PROBLEM STATEMENT → Copy, from the data below, every line that has "decisions" in it.

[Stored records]
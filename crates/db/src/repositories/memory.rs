use std::collections::HashMap;

use tokio::sync::RwLock;

use procura_core::domain::budget::{Budget, DepartmentId};
use procura_core::domain::history::ApprovalDecision;
use procura_core::domain::request::{PurchaseRequest, RequestId, RequestNumber};
use procura_core::errors::{DomainError, ValidationError};
use procura_core::numbering::RequestNumberFormat;
use rust_decimal::Decimal;

use super::{
    BudgetLedger, HistoryRepository, LedgerError, RepositoryError, RequestNumberGenerator,
    RequestRepository, TransitionPlan, TransitionStore,
};

#[derive(Default)]
struct MemoryState {
    budgets: HashMap<(String, i32), Budget>,
    requests: HashMap<String, PurchaseRequest>,
    decisions: Vec<ApprovalDecision>,
    sequences: HashMap<i32, u64>,
}

/// In-memory implementation of the full persistence boundary, for unit
/// tests and embedding without SQLite. One lock guards all state, so a
/// transition plan applies atomically; version checks still run so the
/// optimistic-concurrency paths behave exactly as they do against SQL.
#[derive(Default)]
pub struct InMemoryStore {
    state: RwLock<MemoryState>,
    format: RequestNumberFormat,
}

impl InMemoryStore {
    pub fn new() -> Self {
        Self::default()
    }

    pub fn with_format(mut self, format: RequestNumberFormat) -> Self {
        self.format = format;
        self
    }
}

fn budget_key(department_id: &DepartmentId, fiscal_year: i32) -> (String, i32) {
    (department_id.0.clone(), fiscal_year)
}

fn no_allocation(department_id: &DepartmentId, fiscal_year: i32) -> LedgerError {
    LedgerError::Domain(
        ValidationError::NoBudgetAllocated {
            department: department_id.0.clone(),
            fiscal_year,
        }
        .into(),
    )
}

impl InMemoryStore {
    async fn mutate_budget<F>(
        &self,
        department_id: &DepartmentId,
        fiscal_year: i32,
        mutate: F,
    ) -> Result<Budget, LedgerError>
    where
        F: Fn(&mut Budget) -> Result<(), DomainError>,
    {
        let mut state = self.state.write().await;
        let budget = state
            .budgets
            .get_mut(&budget_key(department_id, fiscal_year))
            .ok_or_else(|| no_allocation(department_id, fiscal_year))?;

        mutate(budget)?;
        budget.version += 1;
        budget.updated_at = chrono::Utc::now();
        Ok(budget.clone())
    }
}

#[async_trait::async_trait]
impl BudgetLedger for InMemoryStore {
    async fn create_budget(&self, budget: &Budget) -> Result<(), RepositoryError> {
        let mut state = self.state.write().await;
        let key = budget_key(&budget.department_id, budget.fiscal_year);
        if state.budgets.contains_key(&key) {
            return Err(RepositoryError::Duplicate { entity: "budget" });
        }
        state.budgets.insert(key, budget.clone());
        Ok(())
    }

    async fn find_budget(
        &self,
        department_id: &DepartmentId,
        fiscal_year: i32,
    ) -> Result<Option<Budget>, RepositoryError> {
        let state = self.state.read().await;
        Ok(state.budgets.get(&budget_key(department_id, fiscal_year)).cloned())
    }

    async fn reserve(
        &self,
        department_id: &DepartmentId,
        fiscal_year: i32,
        amount: Decimal,
    ) -> Result<Budget, LedgerError> {
        self.mutate_budget(department_id, fiscal_year, |budget| budget.reserve(amount)).await
    }

    async fn commit(
        &self,
        department_id: &DepartmentId,
        fiscal_year: i32,
        amount: Decimal,
    ) -> Result<Budget, LedgerError> {
        self.mutate_budget(department_id, fiscal_year, |budget| budget.commit(amount)).await
    }

    async fn release(
        &self,
        department_id: &DepartmentId,
        fiscal_year: i32,
        amount: Decimal,
    ) -> Result<Budget, LedgerError> {
        self.mutate_budget(department_id, fiscal_year, |budget| budget.release(amount)).await
    }
}

#[async_trait::async_trait]
impl RequestRepository for InMemoryStore {
    async fn create_draft(&self, request: &PurchaseRequest) -> Result<(), RepositoryError> {
        let mut state = self.state.write().await;
        if state.requests.contains_key(&request.id.0) {
            return Err(RepositoryError::Duplicate { entity: "purchase_request" });
        }
        state.requests.insert(request.id.0.clone(), request.clone());
        Ok(())
    }

    async fn find_by_id(
        &self,
        id: &RequestId,
    ) -> Result<Option<PurchaseRequest>, RepositoryError> {
        let state = self.state.read().await;
        Ok(state.requests.get(&id.0).cloned())
    }

    async fn list_for_department(
        &self,
        department_id: &DepartmentId,
        fiscal_year: i32,
    ) -> Result<Vec<PurchaseRequest>, RepositoryError> {
        let state = self.state.read().await;
        let mut requests: Vec<PurchaseRequest> = state
            .requests
            .values()
            .filter(|request| {
                request.department_id == *department_id && request.fiscal_year == fiscal_year
            })
            .cloned()
            .collect();
        requests.sort_by(|left, right| left.created_at.cmp(&right.created_at));
        Ok(requests)
    }
}

#[async_trait::async_trait]
impl HistoryRepository for InMemoryStore {
    async fn append(&self, decision: &ApprovalDecision) -> Result<(), RepositoryError> {
        let mut state = self.state.write().await;
        state.decisions.push(decision.clone());
        Ok(())
    }

    async fn list_for_request(
        &self,
        request_id: &RequestId,
    ) -> Result<Vec<ApprovalDecision>, RepositoryError> {
        let state = self.state.read().await;
        let mut decisions: Vec<ApprovalDecision> = state
            .decisions
            .iter()
            .filter(|decision| decision.request_id == *request_id)
            .cloned()
            .collect();
        decisions.sort_by(|left, right| left.decided_at.cmp(&right.decided_at));
        Ok(decisions)
    }
}

#[async_trait::async_trait]
impl RequestNumberGenerator for InMemoryStore {
    async fn next_request_number(
        &self,
        fiscal_year: i32,
    ) -> Result<RequestNumber, RepositoryError> {
        let mut state = self.state.write().await;
        let counter = state.sequences.entry(fiscal_year).or_insert(0);
        *counter += 1;
        Ok(self.format.render(fiscal_year, *counter))
    }
}

#[async_trait::async_trait]
impl TransitionStore for InMemoryStore {
    async fn apply(&self, plan: &TransitionPlan) -> Result<(), RepositoryError> {
        let mut state = self.state.write().await;

        if let Some(write) = &plan.budget {
            let key = budget_key(&write.budget.department_id, write.budget.fiscal_year);
            let stored = state
                .budgets
                .get(&key)
                .ok_or(RepositoryError::Conflict { entity: "budget" })?;
            if stored.version != write.expected_version {
                return Err(RepositoryError::Conflict { entity: "budget" });
            }
        }

        let stored_request = state
            .requests
            .get(&plan.request.id.0)
            .ok_or(RepositoryError::Conflict { entity: "purchase_request" })?;
        if stored_request.version != plan.expected_request_version {
            return Err(RepositoryError::Conflict { entity: "purchase_request" });
        }

        if let Some(write) = &plan.budget {
            let key = budget_key(&write.budget.department_id, write.budget.fiscal_year);
            state.budgets.insert(key, write.budget.clone());
        }
        state.requests.insert(plan.request.id.0.clone(), plan.request.clone());
        state.decisions.push(plan.decision.clone());

        Ok(())
    }
}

EXERCISE ANSWER →
    decisions: Vec<ApprovalDecision>,
        state.decisions.push(decision.clone());
        let mut decisions: Vec<ApprovalDecision> = state
            .decisions
        decisions.sort_by(|left, right| left.decided_at.cmp(&right.decided_at));
        Ok(decisions)
        state.decisions.push(plan.decision.clone());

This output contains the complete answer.